In accordance with another embodiment of the present disclosure, a computer implemented method the transformation of data in such a manner as to obfuscate content of the data for the purpose of data privacy and sensitivity, without losing other properties of the data for preprocessing the data including standardization and/or normalization of the data, the data comprising data within cells of one or more input columns, the method comprising executing on one or more processors the steps of: (a) identifying the column names of the input columns; (b)for data in each cell of the one or more columns, trimming leading and trailing white space; (c) determining whether a data in each cell matches a value of designated set of pair of Boolean values where each pair corresponds to a distinctly formatted set of true and false values; (d) if a match is determined, randomly selecting to retain current value or corresponding opposite value in a related pair; (e) if a match is not determined, scanning segments of the data in each of the cells; (f) identifying a category of data for obfuscation for each segment; (g) applying an obfuscation rule for each category identified for obfuscating the data segment; and (e) replacing the data segment in each cell with an obfuscated segment based upon the rule associated with the identified category.
In accordance with another embodiment of the disclosure, a system is disclosed for providing a data obfuscation platform useful for improved data security of preprocessing analysis of the data by a third party server, the system comprising: (a)a data store for storing: (1) sets of pre-processing analysis data created by a plurality of applications of different formats and/or organized by different standards; (2) a plurality of categories for the pre-processing the data and a plurality of rules for obfuscating the pre-processing data based on the categories; and (3) a data obfuscation engine for obfuscating the pre-processing analysis data; (b) one or more servers coupled to the data store and programmed to obfuscate the data by the data obfuscation engine before data preprocessing analysis by the third party server.
Each example client 112 includes a personal computer and a monitor. However, client 112 may be smartphones, cellular telephones, tablets, PDAs, or other devices equipped with industry standard (e.g., HTML, HTTP etc.) browsers or any other application having wired (e.g., Ethernet) or wireless access (e.g., cellular, Bluetooth, IEEE 802.11b etc.) via networking (e.g., TCP/IP) to nearby and/or remote computers, peripherals, and appliances, etc. TCP/IP (transfer control protocol/Internet protocol) is the most common means of communication today between clients or between clients and central system 102 or other systems (i.e., one or more servers), each client having an internal TCP/IP/hardware protocol stack, where the “hardware” portion of the protocol stack could be Ethernet, Token Ring, Bluetooth, IEEE 802.11b, or whatever software protocol is needed to facilitate the transfer of IP packets over a local area network.
Now, data recognition engine 206 acts upon the obfuscated data for data recognition. Data recognition engine 206 may be part of any number of data recognition systems. Example data recognition systems include the data recognition system disclosed in U.S. Pat. No. 10,740,314 to Wong which is incorporated by reference herein, as well as data mapping systems offered by Salesforce. Following this data recognition, data transformation engine 208 then is applied to the original data set from 202 to return the data so that the original data is now completely recognizable 210. Operation of this appears below with an example.

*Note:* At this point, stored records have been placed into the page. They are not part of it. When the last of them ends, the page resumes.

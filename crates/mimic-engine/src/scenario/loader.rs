//! Loading scenario files into configured mocks.

use super::types::{ScenarioError, ScenarioFile};
use crate::behavior::Outcome;
use crate::config::MockOptions;
use crate::member::{Accessor, MemberKey};
use crate::pattern::{extract, parse_pattern, MemberTable};
use crate::registry::Mock;
use crate::value::Value;
use crate::verify::{Times, VerificationError};
use anyhow::Context;
use std::path::Path;
use tracing::{info, warn};

/// A parsed scenario whose member declarations have been resolved.
#[derive(Debug, Clone)]
pub struct Scenario {
    file: ScenarioFile,
    table: MemberTable,
}

impl Scenario {
    /// Load a scenario file; `.json` files are read as JSON, anything else
    /// as YAML.
    pub fn from_file<P: AsRef<Path>>(path: P) -> Result<Self, anyhow::Error> {
        let path = path.as_ref();
        let contents = std::fs::read_to_string(path)
            .with_context(|| format!("failed to read scenario file {}", path.display()))?;

        let is_json = path
            .extension()
            .and_then(|ext| ext.to_str())
            .is_some_and(|ext| ext.eq_ignore_ascii_case("json"));
        let scenario = if is_json {
            Self::from_json_str(&contents)
        } else {
            Self::from_yaml_str(&contents)
        };
        scenario.with_context(|| format!("invalid scenario file {}", path.display()))
    }

    pub fn from_yaml_str(text: &str) -> Result<Self, ScenarioError> {
        Self::from_parsed(serde_yaml::from_str(text)?)
    }

    pub fn from_json_str(text: &str) -> Result<Self, ScenarioError> {
        Self::from_parsed(serde_json::from_str(text)?)
    }

    /// Resolve the declarations of an already parsed file.
    pub fn from_parsed(file: ScenarioFile) -> Result<Self, ScenarioError> {
        let table = Self::member_table(&file)?;
        Ok(Self { file, table })
    }

    fn member_table(file: &ScenarioFile) -> Result<MemberTable, ScenarioError> {
        let members = file.members.as_ref().ok_or(ScenarioError::MissingMembers)?;

        let mut table = MemberTable::new();
        for (name, values) in &file.enums {
            table.declare_enum(name.clone(), values.clone());
        }
        for decl in members {
            if !decl.declare_into(&mut table)? {
                warn!("Member '{}' declared more than once; keeping the first", decl.name());
            }
        }
        Ok(table)
    }

    pub fn file(&self) -> &ScenarioFile {
        &self.file
    }

    pub fn table(&self) -> &MemberTable {
        &self.table
    }

    /// Options for the built mock; the scenario name is used when the
    /// options do not carry one.
    pub fn options(&self) -> MockOptions {
        let mut options = self.file.options.clone();
        if options.name.is_none() {
            options.name = self.file.name.clone();
        }
        options
    }

    /// Create a mock and register every stub in file order.
    pub fn build(&self) -> Result<LoadedScenario, ScenarioError> {
        let mock = Mock::with_options(self.options());

        for (index, stub) in self.file.stubs.iter().enumerate() {
            let pattern =
                parse_pattern(&stub.when, &self.table).map_err(|source| ScenarioError::Parse {
                    index,
                    when: stub.when.clone(),
                    source,
                })?;
            let extracted = extract(&pattern).map_err(|source| ScenarioError::Extraction {
                index,
                when: stub.when.clone(),
                source,
            })?;
            let returns = self.table.returns(&extracted.member);
            let behavior = stub.behavior(&returns, &self.table).map_err(|message| {
                ScenarioError::Behavior {
                    index,
                    when: stub.when.clone(),
                    message,
                }
            })?;
            mock.register(extracted.member, extracted.filters, behavior)
                .map_err(|source| ScenarioError::Extraction {
                    index,
                    when: stub.when.clone(),
                    source,
                })?;
        }

        info!(
            "Loaded scenario '{}' with {} member(s) and {} stub(s)",
            mock.options().display_name(),
            self.table.members().len(),
            self.file.stubs.len()
        );

        Ok(LoadedScenario {
            mock,
            table: self.table.clone(),
        })
    }
}

/// A mock built from a scenario, with the declarations needed to call it
/// by name.
#[derive(Debug)]
pub struct LoadedScenario {
    pub mock: Mock,
    pub table: MemberTable,
}

impl LoadedScenario {
    /// Call a declared method by name; overloads are resolved by arity.
    pub fn call(&self, name: &str, args: &[Value]) -> Result<Outcome, String> {
        let member = self.table.resolve_method(name, args.len())?.clone();
        if member.arity() != args.len() {
            return Err(format!(
                "{member} takes {} argument(s) but {} were supplied",
                member.arity(),
                args.len()
            ));
        }
        Ok(self.dispatch(&member, args))
    }

    /// Read a declared property.
    pub fn get(&self, property: &str) -> Result<Outcome, String> {
        let member = self.property(property, Accessor::Get)?;
        Ok(self.dispatch(&member, &[]))
    }

    /// Assign a declared property.
    pub fn set(&self, property: &str, value: Value) -> Result<Outcome, String> {
        let member = self.property(property, Accessor::Set)?;
        Ok(self.dispatch(&member, &[value]))
    }

    /// Verify calls described by a pattern in the scenario's text syntax.
    pub fn verify(&self, pattern: &str, times: Times) -> Result<(), VerificationError> {
        let pattern = parse_pattern(pattern, &self.table)?;
        self.mock.verify_pattern(&pattern, times)
    }

    fn property(&self, name: &str, accessor: Accessor) -> Result<MemberKey, String> {
        self.table
            .resolve_property(name, accessor)
            .cloned()
            .ok_or_else(|| format!("unknown property '{name}'"))
    }

    fn dispatch(&self, member: &MemberKey, args: &[Value]) -> Outcome {
        self.mock.dispatch(member, &self.table.returns(member), args)
    }
}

As an example, (1) a data set in CSV (comma separated values) format may appear as follows:
-
- First, Last, Birth
- Jon, Smiths, Dec. 1, 2005
(2) Data obfuscation engine 204 may then change the data as follows:
-
- First, Last, Birth
- Vne, Olqhcj, Jun. 8, 2007
(3) Data recognition engine may use the input, together with a predefined data domain which contains normalized column names “First Name”, “Last Name” and “Date of Birth” and return transformation instructions or formulas for transformation engine 208 to use as follows:
-
- First Name:
- map to “First”
- Last Name:
- map to “Last”
- Date of Birth:
- map to “Birth”
- transform to standard date format using the formula: format ([Date of Birth], “yyy-mm-dd”)
- First Name:
(4) Then, return to “recognized” or “recognizable” data. Transformation engine 208 would apply the instructions or formulas above to the original data set (in (1) above) to obtain the following:
-
- First Name, Last Name, Date of Birth
- Jon, Smiths, 2005 Dec. 1
In the example above, transformation engine 208 is used to apply instructions or formulas created by data recognition engine 206 to the original (pre-preprocessing) data set. However, the existence of a transformation engine may or may not be in possession of the party that possesses the original data set as known to those skilled in the art. The transformation engine may be in the possession of and employed by another party.
In step 310, input data segments are each scanned per cell. Then, where each segment consisting of the longest contiguous string of characters belonging to the same category (as define below) is identified at step 312, the string of one or more characters in that segment are replaced with a new string of characters based on the obfuscation rules associated with the categories described below. In other words, category identification in step 312 is applied to each segment (in a looping fashion as known to those skilled in the art) until all segments are identified.
Categories and associated obfuscation rules (columns 312a and 312b in
(1) Non-printable characters—remove the data characters from the output (and replace with an empty string).
(2) Whitespace—replace the data with a single space.
(3) Common punctuation (e.g., a dash, period, slash or colon)—do not replace any data. This specific list of punctuation in this category is configurable and may be localized (e.g., it may include a long dash and a medium dash).
(4) Multiple characters with a floating-point number of digits and period (e.g., 123.45)—replace such original value with another floating-point number, randomly generate to be within a “floating point number tolerance” of the original value, rounded to the same number of decimal places as the original value and generated such that the number of digits to the left of the decimal point is the same as it is for the original value. This may include formatted floating-point or date strings, such as commas or scientific notation (e.g., “1,224.56” or “1.234E-03”), or date formats (e.g., “Dec. 1, 2020”) in which case the randomly generated replacement should retain the same formatting style when output. This obfuscation category rule may be configurable, but the generated random value should not contain leading or trailing zeros unless the original contained leading or trailing zeros, respectively. The “floating-point number obfuscation range” for any given original value is a range with a lower bound of a value, calculated via a configurable formula, and an upper bound of a value, calculated by a configurable formula (e.g., it could be the original value ±10%). The calculation may be a specified amount or may be determined as a function of such original value (e.g., for numbers between 13-125, ±20% as the percentage of original value; for numbers between 126-1000, ±10% as percentage of the original value) or determined as a function of the entire dataset (e.g., 10% above or below the highest or lowest value in that column).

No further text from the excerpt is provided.